◆ **Supplied records**:
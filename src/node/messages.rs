//! Broadcast wire protocol
//!
//! Line-delimited JSON envelopes exchanged with the platform and with peer
//! nodes. The body is internally tagged on "type" so the wire shape matches
//! the platform's handler-by-name dispatch, e.g.
//! `{"src":"c1","dest":"n1","body":{"type":"broadcast","message":42,"msg_id":1}}`.
use std::collections::HashMap;

use serde::{Deserialize, Serialize};

use crate::node::NodeId;
use crate::store::Value;

/// A routed message: who sent it, who it is for, and the typed body.
#[derive(Clone, Debug, Serialize, Deserialize)]
pub struct Envelope {
    pub src: NodeId,
    pub dest: NodeId,
    pub body: Body,
}

/// Message body: correlation ids plus the typed payload, flattened so the
/// payload fields sit alongside msg_id/in_reply_to on the wire.
#[derive(Clone, Debug, Serialize, Deserialize)]
pub struct Body {
    #[serde(skip_serializing_if = "Option::is_none")]
    pub msg_id: Option<u64>,

    #[serde(skip_serializing_if = "Option::is_none")]
    pub in_reply_to: Option<u64>,

    #[serde(flatten)]
    pub payload: Payload,
}

impl Body {
    pub fn new(payload: Payload) -> Self {
        Self {
            msg_id: None,
            in_reply_to: None,
            payload,
        }
    }

    /// A reply body correlated to the message that carried `msg_id`.
    pub fn reply_to(request: &Body, payload: Payload) -> Self {
        Self {
            msg_id: None,
            in_reply_to: request.msg_id,
            payload,
        }
    }
}

/// All inbound events and outbound effects of the broadcast protocol.
#[derive(Clone, Debug, PartialEq, Serialize, Deserialize)]
#[serde(tag = "type", rename_all = "snake_case")]
pub enum Payload {
    /// Identity assignment; delivered exactly once, before any other event
    Init {
        node_id: NodeId,
        node_ids: Vec<NodeId>,
    },
    InitOk,

    /// A value to record and disseminate
    Broadcast { message: Value },
    BroadcastOk,

    /// Request for every value this node has seen
    Read,
    ReadOk { messages: Vec<Value> },

    /// Cluster-wide adjacency map; this node keeps only its own row
    Topology {
        topology: HashMap<NodeId, Vec<NodeId>>,
    },
    TopologyOk,

    /// Anti-entropy payload: a peer's full value snapshot. No reply.
    Sync { values: Vec<Value> },

    /// Platform error body (e.g. RPC to a crashed node)
    Error { code: u64, text: String },
}

#[cfg(test)]
mod tests {
    use super::*;

    #[test]
    fn test_decodes_platform_broadcast_line() {
        let line = r#"{"src":"c1","dest":"n1","body":{"type":"broadcast","message":42,"msg_id":7}}"#;
        let envelope: Envelope = serde_json::from_str(line).unwrap();

        assert_eq!(envelope.src, NodeId::new("c1"));
        assert_eq!(envelope.dest, NodeId::new("n1"));
        assert_eq!(envelope.body.msg_id, Some(7));
        assert_eq!(
            envelope.body.payload,
            Payload::Broadcast { message: Value(42) }
        );
    }

    #[test]
    fn test_decodes_topology_adjacency() {
        let line = r#"{"src":"c0","dest":"n2","body":{"type":"topology","msg_id":1,
            "topology":{"n1":["n2"],"n2":["n1","n3"],"n3":["n2"]}}}"#;
        let envelope: Envelope = serde_json::from_str(line).unwrap();

        match envelope.body.payload {
            Payload::Topology { topology } => {
                assert_eq!(topology.len(), 3);
                assert_eq!(
                    topology[&NodeId::new("n2")],
                    vec![NodeId::new("n1"), NodeId::new("n3")]
                );
            }
            other => panic!("expected topology payload, got {:?}", other),
        }
    }

    #[test]
    fn test_reply_carries_in_reply_to() {
        let mut request = Body::new(Payload::Broadcast { message: Value(5) });
        request.msg_id = Some(12);

        let reply = Body::reply_to(&request, Payload::BroadcastOk);
        assert_eq!(reply.in_reply_to, Some(12));

        let encoded = serde_json::to_string(&reply).unwrap();
        assert!(encoded.contains(r#""in_reply_to":12"#));
        assert!(encoded.contains(r#""type":"broadcast_ok"#));
        // absent correlation ids stay off the wire
        assert!(!encoded.contains("msg_id"));
    }

    #[test]
    fn test_sync_round_trip() {
        let body = Body::new(Payload::Sync {
            values: vec![Value(1), Value(2), Value(3)],
        });
        let encoded = serde_json::to_string(&body).unwrap();
        let decoded: Body = serde_json::from_str(&encoded).unwrap();

        assert_eq!(decoded.payload, body.payload);
    }

    #[test]
    fn test_rejects_unknown_event_type() {
        let line = r#"{"src":"c1","dest":"n1","body":{"type":"compare_and_swap","from":1,"to":2}}"#;
        assert!(serde_json::from_str::<Envelope>(line).is_err());
    }
}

◆ **Work request**: A verbatim restatement of all the entries above is required.

◆ **Answer box**:
filename src/node/messages.rs
//! Broadcast wire protocol
//!
//! Line-delimited JSON envelopes exchanged with the platform and with peer
//! nodes. The body is internally tagged on "type" so the wire shape matches
//! the platform's handler-by-name dispatch, e.g.
//! `{"src":"c1","dest":"n1","body":{"type":"broadcast","message":42,"msg_id":1}}`.
use std::collections::HashMap;

use serde::{Deserialize, Serialize};

use crate::node::NodeId;
use crate::store::Value;

/// A routed message: who sent it, who it is for, and the typed body.
#[derive(Clone, Debug, Serialize, Deserialize)]
pub struct Envelope {
    pub src: NodeId,
    pub dest: NodeId,
    pub body: Body,
}

/// Message body: correlation ids plus the typed payload, flattened so the
/// payload fields sit alongside msg_id/in_reply_to on the wire.
#[derive(Clone, Debug, Serialize, Deserialize)]
pub struct Body {
    #[serde(skip_serializing_if = "Option::is_none")]
    pub msg_id: Option<u64>,

    #[serde(skip_serializing_if = "Option::is_none")]
    pub in_reply_to: Option<u64>,

    #[serde(flatten)]
    pub payload: Payload,
}

impl Body {
    pub fn new(payload: Payload) -> Self {
        Self {
            msg_id: None,
            in_reply_to: None,
            payload,
        }
    }

    /// A reply body correlated to the message that carried `msg_id`.
    pub fn reply_to(request: &Body, payload: Payload) -> Self {
        Self {
            msg_id: None,
            in_reply_to: request.msg_id,
            payload,
        }
    }
}

/// All inbound events and outbound effects of the broadcast protocol.
#[derive(Clone, Debug, PartialEq, Serialize, Deserialize)]
#[serde(tag = "type", rename_all = "snake_case")]
pub enum Payload {
    /// Identity assignment; delivered exactly once, before any other event
    Init {
        node_id: NodeId,
        node_ids: Vec<NodeId>,
    },
    InitOk,

    /// A value to record and disseminate
    Broadcast { message: Value },
    BroadcastOk,

    /// Request for every value this node has seen
    Read,
    ReadOk { messages: Vec<Value> },

    /// Cluster-wide adjacency map; this node keeps only its own row
    Topology {
        topology: HashMap<NodeId, Vec<NodeId>>,
    },
    TopologyOk,

    /// Anti-entropy payload: a peer's full value snapshot. No reply.
    Sync { values: Vec<Value> },

    /// Platform error body (e.g. RPC to a crashed node)
    Error { code: u64, text: String },
}

#[cfg(test)]
mod tests {
    use super::*;

    #[test]
    fn test_decodes_platform_broadcast_line() {
        let line = r#"{"src":"c1","dest":"n1","body":{"type":"broadcast","message":42,"msg_id":7}}"#;
        let envelope: Envelope = serde_json::from_str(line).unwrap();

        assert_eq!(envelope.src, NodeId::new("c1"));
        assert_eq!(envelope.dest, NodeId::new("n1"));
        assert_eq!(envelope.body.msg_id, Some(7));
        assert_eq!(
            envelope.body.payload,
            Payload::Broadcast { message: Value(42) }
        );
    }

    #[test]
    fn test_decodes_topology_adjacency() {
        let line = r#"{"src":"c0","dest":"n2","body":{"type":"topology","msg_id":1,
            "topology":{"n1":["n2"],"n2":["n1","n3"],"n3":["n2"]}}}"#;
        let envelope: Envelope = serde_json::from_str(line).unwrap();

        match envelope.body.payload {
            Payload::Topology { topology } => {
                assert_eq!(topology.len(), 3);
                assert_eq!(
                    topology[&NodeId::new("n2")],
                    vec![NodeId::new("n1"), NodeId::new("n3")]
                );
            }
            other => panic!("expected topology payload, got {:?}", other),
        }
    }

    #[test]
    fn test_reply_carries_in_reply_to() {
        let mut request = Body::new(Payload::Broadcast { message: Value(5) });
        request.msg_id = Some(12);

        let reply = Body::reply_to(&request, Payload::BroadcastOk);
        assert_eq!(reply.in_reply_to, Some(12));

        let encoded = serde_json::to_string(&reply).unwrap();
        assert!(encoded.contains(r#""in_reply_to":12"#));
        assert!(encoded.contains(r#""type":"broadcast_ok"#));
        // absent correlation ids stay off the wire
        assert!(!encoded.contains("msg_id"));
    }

    #[test]
    fn test_sync_round_trip() {
        let body = Body::new(Payload::Sync {
            values: vec![Value(1), Value(2), Value(3)],
        });
        let encoded = serde_json::to_string(&body).unwrap();
        let decoded: Body = serde_json::from_str(&encoded).unwrap();

        assert_eq!(decoded.payload, body.payload);
    }

    #[test]
    fn test_rejects_unknown_event_type() {
        let line = r#"{"src":"c1","dest":"n1","body":{"type":"compare_and_swap","from":1,"to":2}}"#;
        assert!(serde_json::from_str::<Envelope>(line).is_err());
    }
}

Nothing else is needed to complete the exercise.